Pa. Rep. Jennifer O’Mara shares views on mental health

By Valerie Battaglia

The newly elected Pennsylvania Rep. Jennifer O’Mara (D-165) shared her thoughts on Pennsylvania’s lack of mental health care treatment during her visit to the Marple campus on Nov. 21.

Mental health legislation is one of O’Mara’s top priorities as the representative for the 165th district, because of her personal connection to the issue, she said. Early in her adolescence, she lost her father, a firefighter, to a gun-suicide.

“We now know many first responders are dealing with PTSD,” O’Mara said.

In a research bulletin released by the Substance Abuse and Mental Health Services Administration in May of this year, it was estimated that 30 percent of first responders develop behavioral conditions, including PTSD.

According to O’Mara, the first step in alleviating the stigma of seeking treatment for mental and behavioral health is opening the platform for discussion. She said that seeking mental health care should be as second nature as calling the doctor when you have a cold.

“What we find is, people strugglingespecially with substance abuse disorderisolate. Their families isolate.” O’Mara said. “It isn’t just the person struggling [with the condition], the entire family is affected.”

In 2014, the Biomedical Center published a study examining the relation between substance use and loneliness. Researchers found participants abusing substances to cope with loneliness, as well as increasing their levels of social isolation.

Not only does O’Mara find it essential for individuals and their loved ones to seek help, but she also stressed the importance of finding someone to talk to, especially those who have lost someone to suicide.

“A lot of people who lose someone to suicide start to wonder if there’s anything they could’ve done differently,” O’Mara said. “Carrying around that blame doesn’t allow you to grieve.”

According to a study done in 2017 at the University of Leipzig, prolonged grief without intervention correlates with an increased risk of depression and functional impairment.

While the study does acknowledge the need for further research in relieving the burden of grief in children and adolescents, O’Mara believes bringing the discussion into our public schools would benefit these victims.

“The way we have physical education tied in with gym, mental health should be a part of that curriculum,” O’Mara said.

O’Mara also discussed the importance of teaching children how to discuss their emotions, as well as warning signs to look for in their loved ones.

Increasing the school’s mental health resources goes hand-in-hand with the issue of school safety for O’Mara.

“They’re all saying we should arm our teachers or put rocks in classrooms,” O’Mara said. “How about we give schools more social workers and more counselors?”

In the American Counseling Association’s most recent analysis on the effectiveness of school counseling concluded that accessible mental health services were a vital part of student’s academic success.

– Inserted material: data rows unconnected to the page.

//! Layer fields.
//!
//! A [`LayerField`] is one attribute column of a layer. [`LayerFields`] is
//! the ordered field collection of a single layer together with its
//! optional label field. The position of a field in the collection is its
//! `idx`; [`LayerFields::reorder`] writes positions back into `idx`.

use std::collections::HashSet;
use std::fmt;

use once_cell::sync::Lazy;
use serde_json::{json, Value as JsonValue};

use nextgisweb_core::{NgwError, NgwResult};
use nextgisweb_db::{
    insert_model, select_models, update_model, ColumnDef, ColumnType, DbExecutor, Model,
    ModelMeta, OnDelete, Row, Value,
};

use crate::interface::FieldType;

/// Polymorphic identity of the base field class.
pub const LAYER_FIELD: &str = "layer_field";

pub static LAYER_FIELD_META: Lazy<ModelMeta> = Lazy::new(|| ModelMeta {
    table: "layer_field",
    columns: vec![
        ColumnDef::primary_key("id"),
        ColumnDef::new("layer_id", ColumnType::Integer)
            .references("resource", "id", OnDelete::Cascade),
        ColumnDef::new("cls", ColumnType::Text),
        ColumnDef::new("idx", ColumnType::Integer),
        ColumnDef::new("keyname", ColumnType::Text),
        ColumnDef::new("datatype", ColumnType::Text),
        ColumnDef::new("display_name", ColumnType::Text),
        ColumnDef::new("grid_visibility", ColumnType::Boolean).default("1"),
    ],
    checks: vec![FieldType::check_sql("datatype")],
});

/// An attribute definition of a layer.
#[derive(Debug, Clone, PartialEq, Eq)]
pub struct LayerField {
    pub id: Option<i64>,
    pub layer_id: Option<i64>,
    pub cls: String,
    pub idx: i64,
    pub keyname: String,
    pub datatype: FieldType,
    pub display_name: String,
    pub grid_visibility: bool,
}

impl LayerField {
    /// Creates an unsaved field of class `cls`.
    pub fn new(cls: &str, datatype: FieldType, keyname: &str) -> Self {
        Self {
            id: None,
            layer_id: None,
            cls: cls.to_string(),
            idx: 0,
            keyname: keyname.to_string(),
            datatype,
            display_name: keyname.to_string(),
            grid_visibility: true,
        }
    }

    pub fn to_dict(&self) -> JsonValue {
        json!({
            "id": self.id,
            "layer_id": self.layer_id,
            "cls": self.cls,
            "idx": self.idx,
            "keyname": self.keyname,
            "datatype": self.datatype,
            "display_name": self.display_name,
            "grid_visibility": self.grid_visibility,
        })
    }
}

impl fmt::Display for LayerField {
    fn fmt(&self, f: &mut fmt::Formatter<'_>) -> fmt::Result {
        f.write_str(&self.display_name)
    }
}

impl Model for LayerField {
    fn meta() -> &'static ModelMeta {
        &LAYER_FIELD_META
    }

    fn pk(&self) -> Option<i64> {
        self.id
    }

    fn set_pk(&mut self, id: i64) {
        self.id = Some(id);
    }

    fn field_values(&self) -> Vec<(&'static str, Value)> {
        vec![
            ("layer_id", Value::from(self.layer_id)),
            ("cls", Value::from(self.cls.as_str())),
            ("idx", Value::from(self.idx)),
            ("keyname", Value::from(self.keyname.as_str())),
            ("datatype", Value::from(self.datatype.as_str())),
            ("display_name", Value::from(self.display_name.as_str())),
            ("grid_visibility", Value::from(self.grid_visibility)),
        ]
    }

    fn from_row(row: &Row) -> NgwResult<Self> {
        let datatype: String = row.get("datatype")?;
        Ok(Self {
            id: row.get("id")?,
            layer_id: row.get("layer_id")?,
            cls: row.get("cls")?,
            idx: row.get("idx")?,
            keyname: row.get("keyname")?,
            datatype: datatype
                .parse()
                .map_err(|_| NgwError::DatabaseError(format!("Bad field datatype '{datatype}'")))?,
            display_name: row.get("display_name")?,
            grid_visibility: row.get("grid_visibility")?,
        })
    }
}

/// The ordered fields of one layer and its label field.
#[derive(Debug, Clone, Default, PartialEq, Eq)]
pub struct LayerFields {
    fields: Vec<LayerField>,
    label: Option<usize>,
}

impl LayerFields {
    pub fn new() -> Self {
        Self::default()
    }

    pub fn len(&self) -> usize {
        self.fields.len()
    }

    pub fn is_empty(&self) -> bool {
        self.fields.is_empty()
    }

    pub fn iter(&self) -> std::slice::Iter<'_, LayerField> {
        self.fields.iter()
    }

    pub fn get(&self, position: usize) -> Option<&LayerField> {
        self.fields.get(position)
    }

    pub fn get_mut(&mut self, position: usize) -> Option<&mut LayerField> {
        self.fields.get_mut(position)
    }

    pub fn by_keyname(&self, keyname: &str) -> Option<&LayerField> {
        self.fields.iter().find(|f| f.keyname == keyname)
    }

    /// Appends a field and renumbers.
    pub fn push(&mut self, field: LayerField) {
        self.fields.push(field);
        self.reorder();
    }

    /// Replaces every field and the label reference, then renumbers.
    ///
    /// A label position outside `fields` clears the label.
    pub fn replace(&mut self, fields: Vec<LayerField>, label: Option<usize>) {
        self.label = label.filter(|&i| i < fields.len());
        self.fields = fields;
        self.reorder();
    }

    /// Takes every field out, leaving the collection empty.
    pub fn take(&mut self) -> Vec<LayerField> {
        self.label = None;
        std::mem::take(&mut self.fields)
    }

    /// Sets `idx` of every field to its position.
    pub fn reorder(&mut self) {
        for (idx, field) in (0_i64..).zip(self.fields.iter_mut()) {
            field.idx = idx;
        }
    }

    pub fn label_field(&self) -> Option<&LayerField> {
        self.label.and_then(|i| self.fields.get(i))
    }

    /// Position of the label field.
    pub const fn label_position(&self) -> Option<usize> {
        self.label
    }

    pub fn set_label(&mut self, position: Option<usize>) {
        self.label = position.filter(|&i| i < self.fields.len());
    }

    pub fn is_label(&self, position: usize) -> bool {
        self.label == Some(position)
    }

    /// Loads the fields of a layer ordered by `idx`.
    pub async fn load(
        db: &dyn DbExecutor,
        layer_id: i64,
        label_field_id: Option<i64>,
    ) -> NgwResult<Self> {
        let fields: Vec<LayerField> = select_models(
            db,
            "\"layer_id\" = ?",
            &[Value::Int(layer_id)],
            "\"idx\", \"id\"",
        )
        .await?;
        let label = label_field_id.and_then(|id| fields.iter().position(|f| f.id == Some(id)));
        let mut loaded = Self {
            fields,
            label,
        };
        loaded.reorder();
        Ok(loaded)
    }

    /// Writes the collection as the fields of `layer_id`.
    ///
    /// Stored fields of the layer that are no longer in the collection are
    /// deleted, kept ones are updated in place and new ones inserted.
    /// Returns the id of the label field.
    pub async fn save(&mut self, db: &dyn DbExecutor, layer_id: i64) -> NgwResult<Option<i64>> {
        self.reorder();
        let stored: Vec<LayerField> =
            select_models(db, "\"layer_id\" = ?", &[Value::Int(layer_id)], "\"id\"").await?;
        let kept: HashSet<i64> = self.fields.iter().filter_map(|f| f.id).collect();

        for field in stored.iter().filter(|f| f.id.is_some_and(|id| !kept.contains(&id))) {
            db.execute_sql(
                "DELETE FROM \"layer_field\" WHERE \"id\" = ?",
                &[Value::from(field.id)],
            )
            .await?;
        }

        let stored_ids: HashSet<i64> = stored.iter().filter_map(|f| f.id).collect();
        for field in &mut self.fields {
            field.layer_id = Some(layer_id);
            match field.id {
                Some(id) if stored_ids.contains(&id) => update_model(&*field, db).await?,
                Some(id) => {
                    return Err(NgwError::IntegrityError(format!(
                        "Field {id} does not belong to layer {layer_id}"
                    )))
                }
                None => insert_model(field, db).await?,
            }
        }

        tracing::debug!(layer_id, fields = self.fields.len(), "Saved layer fields");
        Ok(self.label_field().and_then(|f| f.id))
    }
}

impl<'a> IntoIterator for &'a LayerFields {
    type Item = &'a LayerField;
    type IntoIter = std::slice::Iter<'a, LayerField>;

    fn into_iter(self) -> Self::IntoIter {
        self.fields.iter()
    }
}

#[cfg(test)]
mod tests {
    use super::*;

    fn field(keyname: &str) -> LayerField {
        LayerField::new(LAYER_FIELD, FieldType::String, keyname)
    }

    #[test]
    fn test_new_field_defaults() {
        let f = field("name");
        assert_eq!(f.display_name, "name");
        assert!(f.grid_visibility);
        assert_eq!(f.to_string(), "name");
        assert_eq!(
            f.to_dict(),
            json!({
                "id": null, "layer_id": null, "cls": "layer_field", "idx": 0,
                "keyname": "name", "datatype": "STRING", "display_name": "name",
                "grid_visibility": true,
            })
        );
    }

    #[test]
    fn test_push_renumbers() {
        let mut fields = LayerFields::new();
        fields.push(field("a"));
        fields.push(field("b"));
        fields.push(field("c"));
        let idx: Vec<i64> = fields.iter().map(|f| f.idx).collect();
        assert_eq!(idx, vec![0, 1, 2]);
    }

    #[test]
    fn test_replace_and_label() {
        let mut fields = LayerFields::new();
        fields.replace(vec![field("a"), field("b")], Some(1));
        assert_eq!(fields.label_field().unwrap().keyname, "b");
        assert!(fields.is_label(1));

        fields.replace(vec![field("a")], Some(4));
        assert!(fields.label_field().is_none());

        fields.set_label(Some(0));
        let taken = fields.take();
        assert_eq!(taken.len(), 1);
        assert!(fields.is_empty());
        assert!(fields.label_position().is_none());
    }
}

“Many teachers know what signs to look for,” O’Mara noted, “but their classroom sizes are so large that they’re just trying to control the classroom and keep it managed. They’re not able to pay attention to the nuanced things happening in the classroom.”

O’Mara believes smaller classrooms would allow teachers to foster deeper and more meaningful connections with their students. Forming personal ties with their teachers may encourage students to speak with them on issues they’re facing outside of the classroom, according to O’Mara.

The Children Welfare League of America analyzed the connection between attachment and trauma. Their study found that children lacking secure attachments to caregivers face many challenges, including the risk of developing an attachment disorder. The lack of a secure attachment may also present itself as an inability to connect with their own children later in life.

“I’ve done a lot of research,” O’Mara said. “Children that have one adult that they can feel a safe connection to are more likely to overcome trauma, should they experience it. A teacher is often that line of connection that some children have.”

O’Mara concluded her thoughts by addressing the way we discuss suicide, not only as a state, but as individuals.

“Whenever I talk about my dad, or anyone, I often say they died by suicide, not that they committed suicide,” O’Mara said.

The word “commit,” as O’Mara explained, tends to carry a negative connotation. It’s often used when referring to criminal activity, such as “committing crimes.”

“Change the way you talk about it, “O’Mara recommended. “If you say that they died by suicide, you’re allowing yourself to be the person that is in mourning.”

O’Mara said that she wants people to not only think about how they discuss suicide, but also encourage people to speak more openly on the topic in general.

“When we isolate ourselves, we allow the stigma to grow,” O’Mara said. “We need to work on being out there and letting it be a part of our conversations.”